Stratmaster wrote:jnrjr79 wrote:Stratmaster wrote:
Yes. After 4.5 seasons Billy finally made the change.
Yep. And I'm not sure why anyone is particularly chuffed with Billy giving a high lottery pick a long leash on a middling team that wasn't going to win anything meaningful, anyway.
If you want to be mad about Patrick Williams (and I am!), I'd be mad at Patrick himself and at the FO that elected to extend him.
You seem to be willing to accept anything from Billy. Remember, this is the same coach who said Matas hadn't prepared himself for the season, and that is why he wasn't getting playing time, and then changed the story to "you can't just give a young player entitlement minutes. They have to earn them". So which is it. Why wasn't Matas starting day 1 for this middling team that wasn't going anywhere. He was certainly as prepared as PWill ever was. It was jaw dropping to hear him say that when the conversation was ABOUT Williams starting over Matas. And at this point, he had 4 years of results to tell him Williams wasn't the guy. I mean, seriously?
Yeah, none of this bothers me much, and I'm not sure why it seems to enrage you.
I wanted Matas to play more at the beginning of the year, too, but he seemed to develop well, so I'm not really sure why to be upset about it.
I guess I fail to see why Matas not being ready at the start of the season is a Billy Donovan issue, unless you think he's lying about it.

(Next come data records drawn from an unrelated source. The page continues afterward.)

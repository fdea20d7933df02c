/// The quote character delimiting a string literal.
#[derive(Debug, Clone, Copy, PartialEq, Eq)]
pub enum QuoteKind {
    /// `'…'`
    Single,
    /// `"…"`
    Double,
    /// `` `…` ``
    Backtick,
}

impl QuoteKind {
    /// The quote kind opened by `c`, if `c` is one of the three quote
    /// characters.
    #[must_use]
    pub fn from_char(c: char) -> Option<Self> {
        match c {
            '\'' => Some(Self::Single),
            '"' => Some(Self::Double),
            '`' => Some(Self::Backtick),
            _ => None,
        }
    }

    /// The delimiter character for this quote kind.
    #[must_use]
    pub fn as_char(self) -> char {
        match self {
            Self::Single => '\'',
            Self::Double => '"',
            Self::Backtick => '`',
        }
    }
}

/// The lexical mode in effect at a single character of source text.
///
/// Exactly one mode applies at any index. Delimiters belong to the span they
/// open: both quotes of a string are [`LexMode::Str`], both slashes of a
/// regex literal are [`LexMode::Regex`], and `/* */` markers are
/// [`LexMode::BlockComment`]. The newline terminating a line comment is
/// ordinary [`LexMode::Code`].
#[derive(Debug, Clone, Copy, PartialEq, Eq)]
pub enum LexMode {
    /// Live code, safe to act on.
    Code,
    /// Inside a string literal of the given quote kind.
    Str(QuoteKind),
    /// Inside a `//` comment, up to but not including the newline.
    LineComment,
    /// Inside a `/* … */` comment, delimiters included.
    BlockComment,
    /// Inside a regex literal, both slashes included.
    Regex,
}

impl LexMode {
    /// Whether this index is live code.
    #[must_use]
    pub fn is_code(self) -> bool {
        matches!(self, Self::Code)
    }

    /// Whether this index is inside a string literal.
    #[must_use]
    pub fn is_string(self) -> bool {
        matches!(self, Self::Str(_))
    }

    /// Whether this index is inside a line or block comment.
    #[must_use]
    pub fn is_comment(self) -> bool {
        matches!(self, Self::LineComment | Self::BlockComment)
    }
}
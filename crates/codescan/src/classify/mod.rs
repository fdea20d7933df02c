//! Per-character lexical classification.
//!
//! The classifier is the one component with real state-machine complexity;
//! everything else in the crate (sanitizing, balanced extraction) is a thin
//! consumer of the mode stream it produces. It makes a single left-to-right
//! pass and never errors: any ambiguous construct falls back to
//! [`LexMode::Code`], which is the safe default because it can only cause a
//! span to be kept, never silently discarded.

use regex::Regex;

use crate::{
    escape::is_escaped,
    mode::{LexMode, QuoteKind},
};

/// One classified character of the source text.
#[derive(Debug, Clone, Copy, PartialEq, Eq)]
pub struct ClassifiedChar {
    /// Zero-based char index into the source.
    pub idx: usize,
    /// The character itself.
    pub ch: char,
    /// The lexical mode in effect at this index.
    pub mode: LexMode,
}

impl ClassifiedChar {
    /// Whether this index is live code.
    #[must_use]
    pub fn is_code(&self) -> bool {
        self.mode.is_code()
    }
}

#[derive(Debug, Clone, Copy, PartialEq, Eq)]
enum State {
    Code,
    Str(QuoteKind),
    LineComment,
    BlockComment { opened_at: usize },
    Regex { until: usize },
}

/// Single-pass lexical classifier over source text.
///
/// Iterating yields one [`ClassifiedChar`] per character, in order. The scan
/// state is call-local; dropping the iterator mid-way has no effect beyond
/// discarding the remainder.
///
/// ```rust
/// use codescan::{Classifier, LexMode};
///
/// let modes: Vec<LexMode> = Classifier::new("a'b'").map(|c| c.mode).collect();
/// assert_eq!(modes[0], LexMode::Code);
/// assert!(modes[1].is_string()); // the opening quote belongs to the string
/// ```
#[derive(Debug)]
pub struct Classifier {
    chars: Vec<char>,
    idx: usize,
    state: State,
    strings_enabled: bool,
}

impl Classifier {
    /// Classifier with string detection enabled (the default: delimiters and
    /// comment markers inside quotes are not acted on).
    #[must_use]
    pub fn new(text: &str) -> Self {
        Self::with_strings(text, true)
    }

    /// Classifier with string detection switched by `strings_enabled`.
    ///
    /// With `false`, quote characters are ordinary code and string interiors
    /// receive no protection. Useful when the caller has already stripped or
    /// placeholder-replaced string content.
    #[must_use]
    pub fn with_strings(text: &str, strings_enabled: bool) -> Self {
        Self {
            chars: text.chars().collect(),
            idx: 0,
            state: State::Code,
            strings_enabled,
        }
    }

    fn classify_code(&mut self, idx: usize, c: char) -> LexMode {
        if self.strings_enabled {
            if let Some(q) = QuoteKind::from_char(c) {
                if !is_escaped(&self.chars, idx) {
                    self.state = State::Str(q);
                    return LexMode::Str(q);
                }
                return LexMode::Code;
            }
        }

        if c == '/' && !is_escaped(&self.chars, idx) {
            let next = self.chars.get(idx + 1).copied();
            let prev = idx.checked_sub(1).map(|i| self.chars[i]);
            match next {
                // `https://…` must not start a comment, hence the `:` check.
                Some('/') if prev != Some(':') => {
                    self.state = State::LineComment;
                    return LexMode::LineComment;
                }
                Some('*') => {
                    self.state = State::BlockComment { opened_at: idx };
                    return LexMode::BlockComment;
                }
                _ => {
                    if let Some(end) = self.regex_end(idx) {
                        self.state = State::Regex { until: end + 1 };
                        return LexMode::Regex;
                    }
                }
            }
        }

        LexMode::Code
    }

    /// Forward scan for the closing slash of a regex literal starting at
    /// `idx`. Tracks `()`/`[]` nesting so a slash inside a character class or
    /// group does not close the literal, and aborts at a newline since regex
    /// literals are single-line. Returns the closing slash index only if the
    /// candidate text passes [`is_regex_candidate`].
    fn regex_end(&self, idx: usize) -> Option<usize> {
        let mut parens = 0_i32;
        let mut brackets = 0_i32;
        let mut j = idx + 1;
        while j < self.chars.len() {
            let c = self.chars[j];
            if c == '\n' {
                return None;
            }
            match c {
                '(' => parens += 1,
                ')' => parens -= 1,
                '[' => brackets += 1,
                ']' => brackets -= 1,
                '/' if parens < 1 && brackets < 1 && !is_escaped(&self.chars, j) => {
                    let candidate: String = self.chars[idx + 1..j].iter().collect();
                    return is_regex_candidate(&candidate).then_some(j);
                }
                _ => {}
            }
            j += 1;
        }
        None
    }
}

impl Iterator for Classifier {
    type Item = ClassifiedChar;

    fn next(&mut self) -> Option<ClassifiedChar> {
        let idx = self.idx;
        let c = *self.chars.get(idx)?;
        let mode = match self.state {
            State::Str(q) => {
                if c == q.as_char() && !is_escaped(&self.chars, idx) {
                    self.state = State::Code;
                }
                LexMode::Str(q)
            }
            State::LineComment => {
                if c == '\n' {
                    self.state = State::Code;
                    LexMode::Code
                } else {
                    LexMode::LineComment
                }
            }
            State::BlockComment { opened_at } => {
                // `/*/` does not close: the `/` may not reuse the opener's `*`.
                if c == '/' && idx >= opened_at + 3 && self.chars[idx - 1] == '*' {
                    self.state = State::Code;
                }
                LexMode::BlockComment
            }
            State::Regex { until } => {
                if idx + 1 >= until {
                    self.state = State::Code;
                }
                LexMode::Regex
            }
            State::Code => self.classify_code(idx, c),
        };
        self.idx += 1;
        Some(ClassifiedChar { idx, ch: c, mode })
    }
}

/// The division-vs-regex decision, kept in one place so the heuristic can be
/// swapped without touching the scan loop.
///
/// A candidate (the text between the slashes) is accepted when it is
/// non-empty, does not start or end with whitespace (`a / b` is division,
/// not `/ b; /`), does not start with `=` (the `/=` operator), and compiles
/// as a regular expression.
fn is_regex_candidate(candidate: &str) -> bool {
    let Some(first) = candidate.chars().next() else {
        return false;
    };
    if first.is_whitespace() || first == '=' {
        return false;
    }
    if candidate.chars().last().is_some_and(char::is_whitespace) {
        return false;
    }
    Regex::new(candidate).is_ok()
}

#[cfg(test)]
mod tests;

There were a lot of us who really wanted to see Giddey, Lavine and Matas starting with either Coby or Ayo and Vuc/Smith(I preferred Ayo/Smith...some some preferred Coby). We never got to see it and I think that was a huge mistake. Instead, PWill got his entitlement minutes. 20% of the Bulls starting lineup from the day he entered the league, after never even starting in college. And people wonder why this team never gelled into anything?
I do not think it was a "huge mistake" that we did not get to see a starting lineup combination that included Zach LaVine, a player destined to be traded this season. The idea that it was a "huge" mistake just seems totally bonkers. How so? Did we fail to unlock a lineup that would have led the team to 60 wins? Of course not. You can rearrange the deck chairs on the Titanic all you want. This team was not going to do appreciably better than it did under any circumstance. This team never "gelled" to anything because of its overall talent level, not because Patrick Williams was given a relatively long leash before being benched.